Em 1975, a Assembleia Geral das Nações Unidas, mediante votação, declarou o sionismo como uma forma de racismo e discriminação racial. A partir do desenvolvimento do sionismo político por Theodor Herzl, um movimento político e histórico concreto, se vê a consolidação do Estado de Israel. Nesse sentido, argumenta-se que o sionismo não apenas defendeu a autodeterminação do povo judeu, mas também teve implicações políticas e sociais que envolveram a dominação de outros grupos étnicos da região do Levante.

UNICEF/Eyad El Baba

A situação de Gaza muitas vezes envolve a justificação de ações opressivas e violações dos Direitos Humanos sob o pretexto de interesses políticos e territoriais.

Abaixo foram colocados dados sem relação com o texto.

// SPDX-License-Identifier: MIT
// Copyright 2026 Roland Dreier <roland@rolandd.dev>

//! Transient user-visible notifications ("toasts").
//!
//! Views never swallow a failure: they publish it here and leave their
//! prior state untouched. Front ends subscribe and render.

use tokio::sync::broadcast;

use crate::error::AppError;

const NOTIFICATION_CAPACITY: usize = 64;

#[derive(Debug, Clone, Copy, PartialEq, Eq)]
pub enum Level {
    Success,
    Error,
}

/// One toast.
#[derive(Debug, Clone, PartialEq, Eq)]
pub struct Notification {
    pub level: Level,
    pub text: String,
    /// Set when the failure was a local validation rejection.
    pub validation: bool,
}

impl Notification {
    pub fn success(text: impl Into<String>) -> Self {
        Self {
            level: Level::Success,
            text: text.into(),
            validation: false,
        }
    }

    pub fn error(text: impl Into<String>) -> Self {
        Self {
            level: Level::Error,
            text: text.into(),
            validation: false,
        }
    }
}

impl From<&AppError> for Notification {
    fn from(err: &AppError) -> Self {
        Self {
            level: Level::Error,
            text: err.to_string(),
            validation: err.is_validation(),
        }
    }
}

/// Fan-out publisher for notifications. Cheap to clone.
#[derive(Clone)]
pub struct Notifier {
    tx: broadcast::Sender<Notification>,
}

impl Default for Notifier {
    fn default() -> Self {
        Self::new()
    }
}

impl Notifier {
    pub fn new() -> Self {
        let (tx, _) = broadcast::channel(NOTIFICATION_CAPACITY);
        Self { tx }
    }

    pub fn subscribe(&self) -> broadcast::Receiver<Notification> {
        self.tx.subscribe()
    }

    pub fn success(&self, text: impl Into<String>) {
        self.publish(Notification::success(text));
    }

    pub fn error(&self, text: impl Into<String>) {
        self.publish(Notification::error(text));
    }

    /// Publish a failure. Validation rejections keep their own message;
    /// everything else is shown as `fallback` (the server detail is logged).
    pub fn failure(&self, err: &AppError, fallback: &str) {
        if err.is_validation() {
            self.publish(Notification::from(err));
        } else {
            tracing::warn!(error = %err, "{}", fallback);
            self.publish(Notification::error(fallback));
        }
    }

    fn publish(&self, notification: Notification) {
        // No subscribers is fine; nobody is rendering toasts.
        let _ = self.tx.send(notification);
    }
}
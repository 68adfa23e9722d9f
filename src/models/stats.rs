// SPDX-License-Identifier: MIT
// Copyright 2026 Roland Dreier <roland@rolandd.dev>

//! Dashboard aggregates computed client-side from project and task lists.

use serde::{Deserialize, Serialize};

use crate::models::{Project, Task, TaskStatus};

/// Counts shown on the dashboard cards.
#[derive(Debug, Clone, Copy, Default, PartialEq, Eq, Serialize, Deserialize)]
#[serde(rename_all = "camelCase")]
pub struct DashboardStats {
    pub total_projects: usize,
    pub total_tasks: usize,
    pub in_progress: usize,
    pub completed: usize,
}

impl DashboardStats {
    /// Aggregate counts over freshly fetched lists.
    pub fn compute(projects: &[Project], tasks: &[Task]) -> Self {
        Self {
            total_projects: projects.len(),
            total_tasks: tasks.len(),
            in_progress: tasks
                .iter()
                .filter(|t| t.status == TaskStatus::InProgress)
                .count(),
            completed: tasks.iter().filter(|t| t.status == TaskStatus::Done).count(),
        }
    }
}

O racismo vem com uma abordagem carregada de carga emocional, refletindo uma ideologia de dominação, influenciando as relações locais, nacionais e internacionais de maneira agressiva. A partir de desigualdades estruturais e subjugação, o surgimento de um novo tipo de racismo tem servido como uma força orientadora para o colonialismo contemporâneo que conduziu à diversos genocídio.

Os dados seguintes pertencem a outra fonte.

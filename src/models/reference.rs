// SPDX-License-Identifier: MIT
// Copyright 2026 Roland Dreier <roland@rolandd.dev>

//! Foreign-key fields the backend may or may not populate.

use serde::{Deserialize, Serialize};

/// A reference that arrives either as a bare id or as the embedded document.
#[derive(Debug, Clone, PartialEq, Serialize, Deserialize)]
#[serde(untagged)]
pub enum IdOr<T> {
    Id(String),
    Embedded(T),
}

/// Documents that carry their own id.
pub trait HasId {
    fn id(&self) -> &str;
}

impl<T: HasId> IdOr<T> {
    /// The referenced id, whichever form arrived.
    pub fn id(&self) -> &str {
        match self {
            IdOr::Id(id) => id,
            IdOr::Embedded(doc) => doc.id(),
        }
    }

    /// The embedded document, if the backend populated it.
    pub fn embedded(&self) -> Option<&T> {
        match self {
            IdOr::Id(_) => None,
            IdOr::Embedded(doc) => Some(doc),
        }
    }
}

impl<T> From<String> for IdOr<T> {
    fn from(id: String) -> Self {
        IdOr::Id(id)
    }
}

impl<T> From<&str> for IdOr<T> {
    fn from(id: &str) -> Self {
        IdOr::Id(id.to_string())
    }
}
// SPDX-License-Identifier: MIT
// Copyright 2026 Roland Dreier <roland@rolandd.dev>

//! Federated identity provider gateway.
//!
//! The provider owns email/password credentials; the backend owns the
//! application session. This module only speaks to the provider and
//! publishes identity changes on a `watch` channel.

use async_trait::async_trait;
use serde::{Deserialize, Serialize};
use tokio::sync::watch;

use crate::config::Config;
use crate::error::{AppError, Result};
use crate::models::Identity;
use crate::services::storage::LocalStorage;

/// Contract of the federated identity provider.
#[async_trait]
pub trait CredentialGateway: Send + Sync {
    /// Email/password sign-in.
    async fn sign_in(&self, email: &str, password: &str) -> Result<Identity>;

    /// Create a provider account and sign it in.
    async fn create_account(&self, email: &str, password: &str) -> Result<Identity>;

    /// End the federated session.
    async fn sign_out(&self) -> Result<()>;

    /// Identity right now, if signed in.
    fn current(&self) -> Option<Identity>;

    /// Identity-change notifications. The receiver starts at the current value.
    fn subscribe(&self) -> watch::Receiver<Option<Identity>>;
}

#[derive(Serialize)]
#[serde(rename_all = "camelCase")]
struct PasswordRequest<'a> {
    email: &'a str,
    password: &'a str,
    return_secure_token: bool,
}

#[derive(Deserialize)]
#[serde(rename_all = "camelCase")]
struct PasswordResponse {
    local_id: String,
    #[serde(default)]
    email: Option<String>,
    #[serde(default)]
    id_token: String,
}

#[derive(Deserialize)]
struct ProviderErrorBody {
    error: ProviderError,
}

#[derive(Deserialize)]
struct ProviderError {
    #[serde(default)]
    message: String,
}

/// Gateway for an Identity Toolkit–style REST provider.
///
/// Sign-out is local. The identity is persisted in [`LocalStorage`] so a
/// restarted client re-emits it, which is what restores the session.
pub struct IdentityToolkitGateway {
    http: reqwest::Client,
    base_url: String,
    api_key: String,
    storage: LocalStorage,
    state: watch::Sender<Option<Identity>>,
}

impl IdentityToolkitGateway {
    pub fn new(config: &Config, storage: LocalStorage) -> Result<Self> {
        let http = reqwest::Client::builder()
            .timeout(config.http_timeout)
            .build()
            .map_err(|e| {
                AppError::Internal(anyhow::anyhow!("failed building identity HTTP client: {e}"))
            })?;

        let restored = storage.identity();
        if let Some(identity) = &restored {
            tracing::info!(uid = %identity.uid, "Restored federated identity");
        }
        let (state, _) = watch::channel(restored);

        Ok(Self {
            http,
            base_url: config.auth_url.clone(),
            api_key: config.auth_api_key.clone(),
            storage,
            state,
        })
    }

    async fn password_call(&self, endpoint: &str, email: &str, password: &str) -> Result<Identity> {
        let url = format!("{}/accounts:{}", self.base_url, endpoint);

        let response = self
            .http
            .post(&url)
            .query(&[("key", self.api_key.as_str())])
            .json(&PasswordRequest {
                email,
                password,
                return_secure_token: true,
            })
            .send()
            .await
            .map_err(|e| AppError::Auth(format!("Identity provider unreachable: {}", e)))?;

        let status = response.status();
        let body = response.text().await.unwrap_or_default();

        if !status.is_success() {
            let code = serde_json::from_str::<ProviderErrorBody>(&body)
                .map(|b| b.error.message)
                .unwrap_or_default();
            tracing::debug!(status = status.as_u16(), code = %code, "Identity provider rejected request");
            return Err(AppError::Auth(describe_provider_error(&code)));
        }

        let parsed: PasswordResponse = serde_json::from_str(&body)
            .map_err(|e| AppError::Auth(format!("Invalid identity provider response: {}", e)))?;

        let identity = Identity {
            uid: parsed.local_id,
            email: parsed.email.unwrap_or_else(|| email.to_string()),
            id_token: parsed.id_token,
        };
        self.publish(Some(identity.clone()));
        Ok(identity)
    }

    fn publish(&self, identity: Option<Identity>) {
        let persisted = match &identity {
            Some(identity) => self.storage.set_identity(identity),
            None => self.storage.clear_identity(),
        };
        if let Err(e) = persisted {
            tracing::warn!(error = %e, "Failed to persist federated identity");
        }
        self.state.send_replace(identity);
    }
}

#[async_trait]
impl CredentialGateway for IdentityToolkitGateway {
    async fn sign_in(&self, email: &str, password: &str) -> Result<Identity> {
        self.password_call("signInWithPassword", email, password).await
    }

    async fn create_account(&self, email: &str, password: &str) -> Result<Identity> {
        self.password_call("signUp", email, password).await
    }

    async fn sign_out(&self) -> Result<()> {
        self.publish(None);
        Ok(())
    }

    fn current(&self) -> Option<Identity> {
        self.state.borrow().clone()
    }

    fn subscribe(&self) -> watch::Receiver<Option<Identity>> {
        self.state.subscribe()
    }
}

/// Map provider error codes to user-facing text.
fn describe_provider_error(code: &str) -> String {
    match code {
        "EMAIL_NOT_FOUND" | "INVALID_PASSWORD" | "INVALID_LOGIN_CREDENTIALS" => {
            "Invalid email or password".to_string()
        }
        "EMAIL_EXISTS" => "Email is already in use".to_string(),
        "USER_DISABLED" => "This account has been disabled".to_string(),
        c if c.starts_with("WEAK_PASSWORD") => "Password is too weak".to_string(),
        c if c.starts_with("TOO_MANY_ATTEMPTS_TRY_LATER") => {
            "Too many attempts, try again later".to_string()
        }
        "" => "Authentication failed".to_string(),
        other => other.to_string(),
    }
}
// SPDX-License-Identifier: MIT
// Copyright 2026 Roland Dreier <roland@rolandd.dev>

//! Project model and request payloads.

use chrono::{DateTime, Utc};
use serde::{Deserialize, Serialize};
use validator::Validate;

use super::reference::{HasId, IdOr};
use super::user::Team;

/// Project document.
#[derive(Debug, Clone, PartialEq, Serialize, Deserialize)]
#[serde(rename_all = "camelCase")]
pub struct Project {
    #[serde(rename = "_id", alias = "id")]
    pub id: String,
    pub name: String,
    #[serde(default)]
    pub description: Option<String>,
    pub team_id: IdOr<Team>,
    #[serde(default)]
    pub created_at: Option<DateTime<Utc>>,
    #[serde(default)]
    pub updated_at: Option<DateTime<Utc>>,
}

impl HasId for Project {
    fn id(&self) -> &str {
        &self.id
    }
}

/// `POST /projects` body.
#[derive(Debug, Clone, Serialize, Validate)]
#[serde(rename_all = "camelCase")]
pub struct NewProject {
    #[validate(length(min = 1, message = "Project name is required"))]
    pub name: String,
    #[serde(skip_serializing_if = "Option::is_none")]
    pub description: Option<String>,
    #[validate(length(min = 1, message = "You must be part of a team to create projects"))]
    pub team_id: String,
}

/// `PUT /projects/:id` body; absent fields are left unchanged.
#[derive(Debug, Clone, Default, Serialize)]
#[serde(rename_all = "camelCase")]
pub struct ProjectUpdate {
    #[serde(skip_serializing_if = "Option::is_none")]
    pub name: Option<String>,
    #[serde(skip_serializing_if = "Option::is_none")]
    pub description: Option<String>,
}

impl ProjectUpdate {
    /// Apply the patch to a local copy.
    pub fn apply_to(&self, project: &mut Project) {
        if let Some(name) = &self.name {
            project.name = name.clone();
        }
        if let Some(description) = &self.description {
            project.description = Some(description.clone());
        }
    }
}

A reflexão sobre a dor de diferentes civilizações, por fim, não é excludente das cicatrizes de outras. O genocídio se mostra um fenômeno complexo e abrangente, ressaltando a universalidade da tragédia humana, testemunhado pelos povos judeus, palestinos, indígenas, africanos, armênios entre outros.

Referências

MOURA, Clóvis. O Racismo como Arma Ideológica de Dominação. São Paulo: Revista Princípios, nº 34, ago-out 1994, p. 28–38. Disponível em: <https://www.marxists.org/portugues/moura/1994/10/racismo.htm>..

Lemkin, Raphael. “Axis Rule in Occupied Europe: Laws of Occupation, Analysis of Government, Proposals for Redress.” Clark, New Jersey: The Lawbook Exchange, Ltd., 2005.